Every line of the entries below that mentions "DisplayConfig" is to be copied out.

[Entries taken from a collection]
************

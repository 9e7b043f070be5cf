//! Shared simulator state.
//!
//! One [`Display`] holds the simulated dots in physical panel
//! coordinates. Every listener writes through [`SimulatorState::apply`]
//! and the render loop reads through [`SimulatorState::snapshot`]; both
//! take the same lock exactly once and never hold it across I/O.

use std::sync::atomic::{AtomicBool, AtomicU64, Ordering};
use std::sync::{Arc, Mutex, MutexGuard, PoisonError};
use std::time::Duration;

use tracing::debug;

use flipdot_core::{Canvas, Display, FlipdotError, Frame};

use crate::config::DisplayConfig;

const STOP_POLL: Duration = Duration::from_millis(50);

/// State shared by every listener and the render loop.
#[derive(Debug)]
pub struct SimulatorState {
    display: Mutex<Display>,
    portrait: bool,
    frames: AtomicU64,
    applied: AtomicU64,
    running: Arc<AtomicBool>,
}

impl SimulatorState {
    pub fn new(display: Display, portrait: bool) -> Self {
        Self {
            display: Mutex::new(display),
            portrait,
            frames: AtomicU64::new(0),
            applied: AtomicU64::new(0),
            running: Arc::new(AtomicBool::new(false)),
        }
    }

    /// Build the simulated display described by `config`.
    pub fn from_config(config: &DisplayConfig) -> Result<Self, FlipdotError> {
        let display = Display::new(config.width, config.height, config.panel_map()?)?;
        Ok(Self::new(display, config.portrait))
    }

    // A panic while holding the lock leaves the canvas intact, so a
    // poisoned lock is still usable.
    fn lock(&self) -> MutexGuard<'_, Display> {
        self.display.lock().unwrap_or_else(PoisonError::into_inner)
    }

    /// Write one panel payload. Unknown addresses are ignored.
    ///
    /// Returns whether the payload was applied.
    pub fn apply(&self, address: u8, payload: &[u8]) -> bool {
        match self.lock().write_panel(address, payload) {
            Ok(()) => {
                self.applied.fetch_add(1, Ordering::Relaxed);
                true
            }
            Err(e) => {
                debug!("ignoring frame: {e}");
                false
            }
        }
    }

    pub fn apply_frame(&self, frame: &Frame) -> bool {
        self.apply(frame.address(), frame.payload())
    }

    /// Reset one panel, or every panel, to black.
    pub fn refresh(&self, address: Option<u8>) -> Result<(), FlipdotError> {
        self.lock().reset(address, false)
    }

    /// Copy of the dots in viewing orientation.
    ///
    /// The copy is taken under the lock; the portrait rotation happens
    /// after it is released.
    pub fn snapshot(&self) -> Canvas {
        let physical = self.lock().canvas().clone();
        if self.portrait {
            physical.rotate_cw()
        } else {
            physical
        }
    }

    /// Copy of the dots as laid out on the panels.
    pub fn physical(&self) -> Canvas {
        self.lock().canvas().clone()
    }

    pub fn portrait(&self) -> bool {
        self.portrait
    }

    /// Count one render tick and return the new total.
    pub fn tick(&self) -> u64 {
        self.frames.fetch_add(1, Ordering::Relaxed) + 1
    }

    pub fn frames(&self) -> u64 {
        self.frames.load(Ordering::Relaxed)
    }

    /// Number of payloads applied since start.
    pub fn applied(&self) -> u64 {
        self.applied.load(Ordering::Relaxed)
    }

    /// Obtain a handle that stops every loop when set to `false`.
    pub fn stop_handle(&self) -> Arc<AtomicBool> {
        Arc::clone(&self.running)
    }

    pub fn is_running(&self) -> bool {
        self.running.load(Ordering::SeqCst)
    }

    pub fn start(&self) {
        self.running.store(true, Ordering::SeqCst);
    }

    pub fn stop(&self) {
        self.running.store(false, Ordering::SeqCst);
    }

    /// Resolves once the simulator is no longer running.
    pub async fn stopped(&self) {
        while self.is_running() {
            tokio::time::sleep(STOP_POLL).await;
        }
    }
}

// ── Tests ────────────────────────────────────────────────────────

************

→ Solution to the exercise
use crate::config::DisplayConfig;
    pub fn from_config(config: &DisplayConfig) -> Result<Self, FlipdotError> {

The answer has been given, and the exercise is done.